The bank or trust company shall not participate in the loans or obligations authorized under paragraphs (c)(2)(A) and (B) and shall not have an interest in any investment therein except in its capacity as fiduciary;

(3) in a common trust fund maintained by the bank or trust company for the collective investment of cash balances received or held by a bank or trust company in its capacity as trustee, executor, administrator, or guardian, which the bank or trust company considers to be individually too small to be invested separately to advantage:
(A)
(i) The total investment for such fund shall not exceed $100,000;
(ii) the number of participating accounts shall be limited to 100; and
(iii) no participating account may have an interest in the fund in excess of $10,000;
(B) in applying these limitations, if two or more accounts are created by the same person or persons and one-half of the income or principal of each account is presently payable or applicable to the use of the same person or persons such account shall be considered as one;
(C) a fund shall not be established or operated under this paragraph for the purpose of avoiding the provisions of subsection (b) of this regulation;
(4) in any investment specifically authorized by court order, or authorized by the instrument creating the fiduciary relationship, in the case of trusts created by a corporation, its subsidiaries and affiliates or by several individual settlors who are closely related.
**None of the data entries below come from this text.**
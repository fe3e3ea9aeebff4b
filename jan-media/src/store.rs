//! SQLite-backed Media Object store (spec §3.4), keyed by id and, uniquely,
//! by `sha256` — the lookup that makes ingest idempotent on content.

use std::path::Path;
use std::sync::Arc;

use jan_core::{JanError, JanResult};
use rusqlite::{params, Connection};
use tokio::sync::Mutex;

use crate::model::MediaObject;

const LAYER: &str = "media_store";

fn db_err(e: impl std::fmt::Display) -> JanError {
    JanError::database(LAYER, e.to_string())
}

pub struct SqliteMediaStore {
    conn: Arc<Mutex<Connection>>,
}

impl SqliteMediaStore {
    pub fn open(path: impl AsRef<Path>) -> JanResult<Self> {
        let conn = Connection::open(path).map_err(db_err)?;
        Self::migrate(&conn)?;
        Ok(Self {
            conn: Arc::new(Mutex::new(conn)),
        })
    }

    pub fn open_in_memory() -> JanResult<Self> {
        let conn = Connection::open_in_memory().map_err(db_err)?;
        Self::migrate(&conn)?;
        Ok(Self {
            conn: Arc::new(Mutex::new(conn)),
        })
    }

    fn migrate(conn: &Connection) -> JanResult<()> {
        conn.execute_batch(
            r#"
            CREATE TABLE IF NOT EXISTS media_objects (
                id TEXT PRIMARY KEY,
                sha256 TEXT NOT NULL UNIQUE,
                payload TEXT NOT NULL
            );
            "#,
        )
        .map_err(db_err)
    }

    /// Looks up an existing object by content hash (spec §4.4.1 step 3 "on hit").
    pub async fn find_by_sha256(&self, sha256: &str) -> JanResult<Option<MediaObject>> {
        let conn = self.conn.lock().await;
        let mut stmt = conn
            .prepare("SELECT payload FROM media_objects WHERE sha256 = ?1")
            .map_err(db_err)?;
        let mut rows = stmt.query(params![sha256]).map_err(db_err)?;
        match rows.next().map_err(db_err)? {
            Some(row) => {
                let payload: String = row.get(0).map_err(db_err)?;
                Ok(Some(serde_json::from_str(&payload).map_err(db_err)?))
            }
            None => Ok(None),
        }
    }

    /// Inserts a freshly minted object (spec §4.4.1 step 3 "on miss"). The
    /// `sha256 UNIQUE` constraint is the last line of defense against a race
    /// between a concurrent `find_by_sha256` miss and this insert; callers
    /// should treat a constraint violation the same as a cache hit and re-read.
    pub async fn insert(&self, object: &MediaObject) -> JanResult<()> {
        let conn = self.conn.lock().await;
        let payload = serde_json::to_string(object).map_err(db_err)?;
        conn.execute(
            "INSERT INTO media_objects (id, sha256, payload) VALUES (?1, ?2, ?3)",
            params![object.id, object.sha256, payload],
        )
        .map_err(db_err)?;
        Ok(())
    }

    pub async fn get(&self, id: &str) -> JanResult<Option<MediaObject>> {
        let conn = self.conn.lock().await;
        let mut stmt = conn
            .prepare("SELECT payload FROM media_objects WHERE id = ?1")
            .map_err(db_err)?;
        let mut rows = stmt.query(params![id]).map_err(db_err)?;
        match rows.next().map_err(db_err)? {
            Some(row) => {
                let payload: String = row.get(0).map_err(db_err)?;
                Ok(Some(serde_json::from_str(&payload).map_err(db_err)?))
            }
            None => Ok(None),
        }
    }
}

#[cfg(test)]
mod tests {
    use super::*;
    use chrono::Utc;

    fn sample(id: &str, sha: &str) -> MediaObject {
        MediaObject {
            id: id.to_string(),
            storage_provider: "s3".to_string(),
            storage_key: format!("content/{sha}"),
            mime_type: "image/png".to_string(),
            bytes: 1024,
            sha256: sha.to_string(),
            created_by: Some("u1".to_string()),
            retention_until: None,
            created_at: Utc::now(),
        }
    }

    #[tokio::test]
    async fn insert_then_find_by_sha256_round_trips() {
        let store = SqliteMediaStore::open_in_memory().unwrap();
        store.insert(&sample("jan_a", "abc")).await.unwrap();

        let found = store.find_by_sha256("abc").await.unwrap().unwrap();
        assert_eq!(found.id, "jan_a");
        assert!(store.find_by_sha256("zzz").await.unwrap().is_none());
    }

    #[tokio::test]
    async fn duplicate_sha256_insert_is_rejected() {
        let store = SqliteMediaStore::open_in_memory().unwrap();
        store.insert(&sample("jan_a", "abc")).await.unwrap();
        let err = store.insert(&sample("jan_b", "abc")).await.unwrap_err();
        assert_eq!(err.kind, jan_core::ErrorKind::DatabaseError);
    }
}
An investment shall not be made under this paragraph for the purpose of avoiding the provisions of subsection (b) of this regulation; or
(5) in any other manner that is approved in writing by the state bank commissioner.

Kan. Admin. Regs. § 17-23-11

Authorized by K.S.A. 9-1609 and K.S.A. 2000 Supp. 9-1713; implementing K.S.A. 9-1609 and K.S.A. 2000 Supp. 9-2103, as amended by L. 2001, ch. 27, §1; effective Feb. 28, 1994; amended Jan. 18, 2002.